» **What to do**: Which of the lines below contain the string "staging"? Pull each one out of the data.

START Data to examine

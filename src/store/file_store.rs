use std::{io::ErrorKind, path::PathBuf};

use async_trait::async_trait;
use tokio::fs;
use tracing::trace;

use super::{KeyValueStore, StorageError};

/// Keeps every key in its own file below `root`.
#[derive(Debug, Clone)]
pub struct FileStore {
    root: PathBuf,
}

impl FileStore {
    pub fn new(root: impl Into<PathBuf>) -> Self {
        FileStore { root: root.into() }
    }

    fn path_for(&self, key: &str) -> Result<PathBuf, StorageError> {
        let key_is_plain = !key.is_empty()
            && key
                .chars()
                .all(|c| c.is_ascii_alphanumeric() || c == '_' || c == '-');
        if !key_is_plain {
            return Err(StorageError::Unavailable(format!(
                "refusing to map key '{}' to a file",
                key
            )));
        }
        Ok(self.root.join(key))
    }
}

#[async_trait]
impl KeyValueStore for FileStore {
    async fn get(&self, key: &str) -> Result<Option<String>, StorageError> {
        let path = self.path_for(key)?;
        match fs::read_to_string(&path).await {
            Ok(value) => Ok(Some(value)),
            Err(e) if e.kind() == ErrorKind::NotFound => Ok(None),
            Err(e) => Err(e.into()),
        }
    }

    async fn set(&self, key: &str, value: &str) -> Result<(), StorageError> {
        let path = self.path_for(key)?;
        fs::create_dir_all(&self.root).await?;
        // write next to the target and rename so readers never see half a payload
        let staging = path.with_extension("tmp");
        fs::write(&staging, value).await?;
        fs::rename(&staging, &path).await?;
        trace!(key, bytes = value.len(), "stored value");
        Ok(())
    }

    async fn remove(&self, key: &str) -> Result<(), StorageError> {
        let path = self.path_for(key)?;
        match fs::remove_file(&path).await {
            Ok(()) => Ok(()),
            Err(e) if e.kind() == ErrorKind::NotFound => Ok(()),
            Err(e) => Err(e.into()),
        }
    }
}

#[cfg(test)]
mod tests {
    use super::*;

    #[tokio::test]
    async fn missing_key_reads_as_none() {
        let dir = tempfile::tempdir().unwrap();
        let store = FileStore::new(dir.path());

        assert_eq!(store.get("etf_summary_data").await.unwrap(), None);
    }

    #[tokio::test]
    async fn set_then_get_returns_latest_value() {
        let dir = tempfile::tempdir().unwrap();
        let store = FileStore::new(dir.path().join("nested"));

        store.set("etf_prices_timestamp", "1000").await.unwrap();
        store.set("etf_prices_timestamp", "2000").await.unwrap();

        assert_eq!(
            store.get("etf_prices_timestamp").await.unwrap().as_deref(),
            Some("2000")
        );
        assert!(dir.path().join("nested").join("etf_prices_timestamp").exists());
    }

    #[tokio::test]
    async fn removing_absent_key_is_not_an_error() {
        let dir = tempfile::tempdir().unwrap();
        let store = FileStore::new(dir.path());

        store.remove("etf_prices_data").await.unwrap();
        store.set("etf_prices_data", "{}").await.unwrap();
        store.remove("etf_prices_data").await.unwrap();

        assert_eq!(store.get("etf_prices_data").await.unwrap(), None);
    }

    #[tokio::test]
    async fn path_like_keys_are_rejected() {
        let dir = tempfile::tempdir().unwrap();
        let store = FileStore::new(dir.path());

        let result = store.set("../escape", "x").await;
        assert!(matches!(result, Err(StorageError::Unavailable(_))));
    }

    #[tokio::test]
    async fn unreadable_root_surfaces_io_error() {
        let dir = tempfile::tempdir().unwrap();
        // a regular file where the store expects a directory
        let blocker = dir.path().join("blocker");
        std::fs::write(&blocker, "not a dir").unwrap();
        let store = FileStore::new(&blocker);

        assert!(matches!(
            store.set("etf_summary_data", "[]").await,
            Err(StorageError::Io(_))
        ));
        assert!(matches!(
            store.get("etf_summary_data").await,
            Err(StorageError::Io(_))
        ));
    }
}
use std::{fs, path::Path};

use anyhow::Context;
use tracing::debug;

fn create_dir_if_nonexistent(directory_path: &Path) -> anyhow::Result<()> {
    if !directory_path.exists() {
        fs::create_dir_all(directory_path)
            .with_context(|| format!("Couldn't create folder at {:?}", directory_path))?;
        debug!("Folder created at: {:?}", directory_path);
    } else {
        debug!("Folder already exists at: {:?}.", directory_path);
    }
    Ok(())
}

pub fn create_necessary_directories(cache_dir: &Path) -> anyhow::Result<()> {
    create_dir_if_nonexistent(cache_dir)
}

#[cfg(test)]
mod tests {
    use super::*;

    #[test]
    fn creates_nested_cache_directory_once() {
        let dir = tempfile::tempdir().unwrap();
        let cache_dir = dir.path().join("a").join("cache");

        create_necessary_directories(&cache_dir).unwrap();
        create_necessary_directories(&cache_dir).unwrap();

        assert!(cache_dir.is_dir());
    }
}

END Data to examine

» **Expected output**:
        let staging = path.with_extension("tmp");
        fs::write(&staging, value).await?;
        fs::rename(&staging, &path).await?;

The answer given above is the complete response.